Recent radar observations of Mercury have detected strong depolarized echoes from the north and south polar regions which have been interpreted by some as ice deposits in the floors of permanently shadowed impact craters. We have used the experience from Mars, where subsurface ice lowers the depth-to-diameter ratio (d/D) of impact craters, to test for subsurface ice deposits on Mercury. This analysis determines the d/D ratios for 170 impact craters in the Borealis (north polar), Tolstoj (equatorial), Kuiper (equatorial), and Each (south polar) quadrangles of the planet. Possible effects from sun angle and terrain were eliminated.
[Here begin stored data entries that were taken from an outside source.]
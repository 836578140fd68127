//! Change-feed alert de-duplication.
//!
//! The hosted change feed may deliver the same row change through more than
//! one subscription. This crate classifies notifications into feed events,
//! shows an alert at most once per event within a short window, and always
//! runs the cache invalidation so data stays fresh.

mod cache;
mod clock;
mod dedup;
mod error;
mod events;
mod router;

pub use cache::{DedupCache, DEFAULT_CAPACITY};
pub use clock::{Clock, ManualClock, SystemClock};
pub use dedup::{DedupConfig, DedupOutcome, EventDeduplicator};
pub use error::{FeedError, FeedResult};
pub use events::{
    CacheScope, ChangeKind, ChangeNotification, FeedEvent, MATCH_REQUESTS_TABLE, MESSAGES_TABLE,
};
pub use router::{AlertSink, CacheInvalidator, FeedRouter, RecordingSink, RouteOutcome};
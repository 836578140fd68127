//! Subcommand implementations.

use std::io::{self, Write};
use std::sync::Arc;
use std::time::Duration;

use anyhow::Context;
use client_config_and_utils::Config;
use feed_dedup::{
    AlertSink, CacheInvalidator, CacheScope, ChangeNotification, Clock, DedupConfig, FeedEvent,
    FeedRouter, RouteOutcome,
};
use parking_lot::Mutex;
use serde_json::json;
use session_relay::{EnvCredentials, SessionClient, SessionClientConfig, SessionSnapshot};
use tokio::io::{AsyncBufRead, AsyncBufReadExt, BufReader};
use tokio::sync::watch;
use tracing::{info, warn};

pub fn session_client_config(config: &Config) -> SessionClientConfig {
    SessionClientConfig {
        api_base_url: config.api_base_url.clone(),
        session_path: config.session_path.clone(),
        heartbeat_interval_secs: config.heartbeat_interval_secs,
        reconnect_delay_secs: config.reconnect_delay_secs,
        default_total_rounds: config.default_total_rounds,
    }
}

/// Validate the loaded config, including the session endpoint template.
pub fn validate_config(config: &Config) -> anyhow::Result<()> {
    config.validate()?;
    session_client_config(config)
        .validate()
        .context("invalid session endpoint settings")?;
    Ok(())
}

pub fn dedup_config(config: &Config) -> DedupConfig {
    DedupConfig {
        request_window: config.dedup_request_window(),
        message_window: config.dedup_message_window(),
        capacity: config.dedup_capacity,
    }
}

/// Follow one session until it ends or the user interrupts.
pub async fn run_watch(config: &Config, session_id: &str, token_env: &str) -> anyhow::Result<()> {
    let credentials = Arc::new(EnvCredentials::new(token_env));
    let client = SessionClient::with_websocket(session_client_config(config), credentials);
    let mut updates = client.subscribe();

    client
        .attach(Some(session_id))
        .await
        .with_context(|| format!("attaching to session {}", session_id))?;
    info!(session_id = %session_id, "Watching session");

    let outcome = tokio::select! {
        result = print_until_terminal(&mut updates, io::stdout()) => result.map(|snapshot| {
            info!(session_id = %session_id, status = %snapshot.state.status, "Session ended");
        }),
        _ = tokio::signal::ctrl_c() => {
            info!("Interrupted");
            Ok(())
        }
    };

    client.release().await?;
    outcome
}

/// Print a JSON line per snapshot until the status is terminal.
pub async fn print_until_terminal<W: Write>(
    updates: &mut watch::Receiver<SessionSnapshot>,
    mut out: W,
) -> anyhow::Result<SessionSnapshot> {
    loop {
        let snapshot = updates.borrow_and_update().clone();
        writeln!(out, "{}", serde_json::to_string(&snapshot)?)?;
        out.flush()?;

        if snapshot.state.status.is_terminal() {
            return Ok(snapshot);
        }
        updates
            .changed()
            .await
            .context("session client stopped")?;
    }
}

/// Writes alerts and invalidations as JSON lines.
pub struct JsonLineSink<W: Write + Send> {
    out: Mutex<W>,
}

impl<W: Write + Send> JsonLineSink<W> {
    pub fn new(out: W) -> Self {
        Self {
            out: Mutex::new(out),
        }
    }

    fn emit(&self, line: serde_json::Value) {
        let mut out = self.out.lock();
        if let Err(e) = writeln!(out, "{}", line).and_then(|_| out.flush()) {
            warn!(error = %e, "Failed to write feed output");
        }
    }

    pub fn into_inner(self) -> W {
        self.out.into_inner()
    }
}

impl<W: Write + Send> AlertSink for JsonLineSink<W> {
    fn alert(&self, event: &FeedEvent) {
        self.emit(json!({ "type": "alert", "key": event.dedup_key() }));
    }
}

impl<W: Write + Send> CacheInvalidator for JsonLineSink<W> {
    fn invalidate(&self, scope: &CacheScope) {
        self.emit(json!({ "type": "invalidate", "scope": scope.to_string() }));
    }
}

/// Counts from one feed run.
#[derive(Debug, Default, Clone, PartialEq, Eq)]
pub struct FeedSummary {
    pub lines: usize,
    pub alerted: usize,
    pub suppressed: usize,
    pub invalidated: usize,
    pub ignored: usize,
    pub rejected: usize,
}

/// Route stdin notifications until EOF.
pub async fn run_feed(config: &Config) -> anyhow::Result<FeedSummary> {
    let sink = Arc::new(JsonLineSink::new(io::stdout()));
    let router = FeedRouter::new(dedup_config(config), sink.clone(), sink);
    process_feed(&router, BufReader::new(tokio::io::stdin()), Duration::from_secs(30)).await
}

/// Route every JSON line from `reader`. Bad lines are logged and skipped.
/// Expired dedup entries are purged every `purge_every`.
pub async fn process_feed<C, R>(
    router: &FeedRouter<C>,
    reader: R,
    purge_every: Duration,
) -> anyhow::Result<FeedSummary>
where
    C: Clock,
    R: AsyncBufRead + Unpin,
{
    let mut summary = FeedSummary::default();
    let mut lines = reader.lines();
    let mut purge = tokio::time::interval(purge_every);
    purge.tick().await;

    loop {
        let line = tokio::select! {
            line = lines.next_line() => line.context("reading feed input")?,
            _ = purge.tick() => {
                let purged = router.deduplicator().purge_expired();
                if purged > 0 {
                    tracing::debug!(purged, "Purged expired dedup entries");
                }
                continue;
            }
        };
        let Some(line) = line else {
            break;
        };

        let line = line.trim();
        if line.is_empty() {
            continue;
        }
        summary.lines += 1;

        let routed = ChangeNotification::from_json(line).and_then(|n| router.handle(&n));
        match routed {
            Ok(RouteOutcome::Alerted(_)) => summary.alerted += 1,
            Ok(RouteOutcome::Suppressed(_)) => summary.suppressed += 1,
            Ok(RouteOutcome::Invalidated(_)) => summary.invalidated += 1,
            Ok(RouteOutcome::Ignored) => summary.ignored += 1,
            Err(e) => {
                warn!(line = summary.lines, error = %e, "Skipping notification");
                summary.rejected += 1;
            }
        }
    }

    Ok(summary)
}
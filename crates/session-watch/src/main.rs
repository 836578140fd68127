//! Rendezvous session watcher - follows a live session or filters change-feed alerts.

mod app;

use std::path::PathBuf;

use anyhow::Context;
use clap::{Parser, Subcommand};
use client_config_and_utils::{init_logging, Config, LogConfig, Paths};

/// Rendezvous session watcher command-line interface.
#[derive(Parser)]
#[command(name = "session-watch")]
#[command(about = "Follow realtime compatibility sessions and change-feed alerts")]
#[command(version)]
struct Cli {
    #[command(subcommand)]
    command: Commands,

    /// Log level (trace, debug, info, warn, error). Overrides the config file.
    #[arg(short, long, global = true)]
    log_level: Option<String>,

    /// Config file to use instead of ~/.rendezvous/config.json
    #[arg(long, global = true)]
    config: Option<PathBuf>,

    /// Base directory for config and logs. Defaults to ~/.rendezvous
    #[arg(long, global = true)]
    base_dir: Option<PathBuf>,
}

#[derive(Subcommand)]
enum Commands {
    /// Follow one session, printing a JSON snapshot per change
    Watch {
        /// Session to attach to
        #[arg(short, long)]
        session: String,

        /// Environment variable holding the access token
        #[arg(long, default_value = "RENDEZVOUS_ACCESS_TOKEN")]
        token_env: String,
    },
    /// Read change notifications (JSON lines) from stdin and print alerts
    Feed,
}

#[tokio::main]
async fn main() -> anyhow::Result<()> {
    let cli = Cli::parse();

    let paths = match cli.base_dir {
        Some(base) => Paths::with_base_dir(base),
        None => Paths::new()?,
    };
    let mut config = match &cli.config {
        Some(path) => {
            let mut config = Config::load_from_file(path)
                .with_context(|| format!("reading {}", path.display()))?;
            config.load_from_env();
            config
        }
        None => Config::load(&paths)?,
    };
    if let Some(level) = cli.log_level {
        config.log_level = level;
    }
    app::validate_config(&config)?;

    init_logging(&LogConfig {
        service_name: "session-watch".to_string(),
        default_level: config.log_level.clone(),
        also_stderr: true,
        log_path: config.log_to_file.then(|| paths.log_file()),
    })?;

    match cli.command {
        Commands::Watch { session, token_env } => {
            app::run_watch(&config, &session, &token_env).await?;
        }
        Commands::Feed => {
            let summary = app::run_feed(&config).await?;
            tracing::info!(
                lines = summary.lines,
                alerted = summary.alerted,
                suppressed = summary.suppressed,
                rejected = summary.rejected,
                "Feed finished"
            );
        }
    }

    Ok(())
}
//! Reconnect supervisor.
//!
//! Retries use a fixed delay and no attempt cap: the loop only ends when the
//! session reaches a terminal status or the attachment is torn down.

use crate::state::SessionStatus;
use std::future::Future;
use tokio::task::JoinHandle;
use tokio::time::Duration;
use tracing::{debug, info};

/// What the supervisor did about a closed connection.
#[derive(Debug, Clone, Copy, PartialEq, Eq)]
pub enum ReconnectDecision {
    /// Session is terminal; the connection stays down.
    Suppressed,
    /// A reconnect will fire after `delay`.
    Scheduled { attempt: u64, delay: Duration },
    /// A reconnect was already waiting; nothing new scheduled.
    AlreadyPending,
}

/// Schedules at most one pending reconnect at a time.
pub struct ReconnectSupervisor {
    delay: Duration,
    pending: Option<JoinHandle<()>>,
    attempts: u64,
}

impl ReconnectSupervisor {
    pub fn new(delay: Duration) -> Self {
        Self {
            delay,
            pending: None,
            attempts: 0,
        }
    }

    pub fn delay(&self) -> Duration {
        self.delay
    }

    /// Decide what to do after a close. `fire` runs once the delay elapses.
    pub fn on_close<F>(&mut self, status: SessionStatus, fire: F) -> ReconnectDecision
    where
        F: Future<Output = ()> + Send + 'static,
    {
        if status.is_terminal() {
            debug!(status = %status, "Session is terminal, not reconnecting");
            return ReconnectDecision::Suppressed;
        }

        if self.is_pending() {
            return ReconnectDecision::AlreadyPending;
        }

        self.attempts += 1;
        let delay = self.delay;
        info!(
            attempt = self.attempts,
            delay_ms = delay.as_millis() as u64,
            "Scheduling reconnect"
        );

        self.pending = Some(tokio::spawn(async move {
            tokio::time::sleep(delay).await;
            fire.await;
        }));

        ReconnectDecision::Scheduled {
            attempt: self.attempts,
            delay,
        }
    }

    /// The scheduled reconnect has been acted on.
    pub fn mark_fired(&mut self) {
        self.pending = None;
    }

    /// Drop any pending reconnect. Returns whether one was pending.
    pub fn cancel(&mut self) -> bool {
        match self.pending.take() {
            Some(task) => {
                let was_pending = !task.is_finished();
                task.abort();
                was_pending
            }
            None => false,
        }
    }

    /// Cancel and forget the attempt count.
    pub fn reset(&mut self) {
        self.cancel();
        self.attempts = 0;
    }

    pub fn is_pending(&self) -> bool {
        self.pending.as_ref().is_some_and(|t| !t.is_finished())
    }

    /// Reconnects scheduled since the last reset.
    pub fn attempts(&self) -> u64 {
        self.attempts
    }
}

impl Drop for ReconnectSupervisor {
    fn drop(&mut self) {
        self.cancel();
    }
}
To test whether d/D differences could be detected at Mariner 10 resolutions (similar to 1 km/pixel), we perform a similar analysis using Mariner 9 images of Mars which have similar resolutions. We demonstrate that d/D differences due to terrain softening can be detected between craters in the martian polar regions and the equatorial regions at the Mariner 9 resolutions. Although our initial results indicate that the south polar Each Quadrangle has a statistically lower d/D than the north polar (Borealis) or two equatorial (Tolstoj and Kuiper) quadrangles, further investigation reveals that this finding is most likely the result of the filtering which was applied to the images of the Each quadrangle by JPL. Thus, no unequivocal evidence exists that the possible ice deposits in craters at Mercury's north and south poles are the exposed portions of more extensive subsurface ice caps. Combined with the temporal constraint imposed by the fact that the proposed ice deposits are found only in USGS Class 4 craters, this suggests a large, rapidly emplaced exogenic source of water to Mercury during the Mansurian period. We suggest that the source was multiple impacts from a fragmented comet or a comet shower. (C) 1999 Academic Press.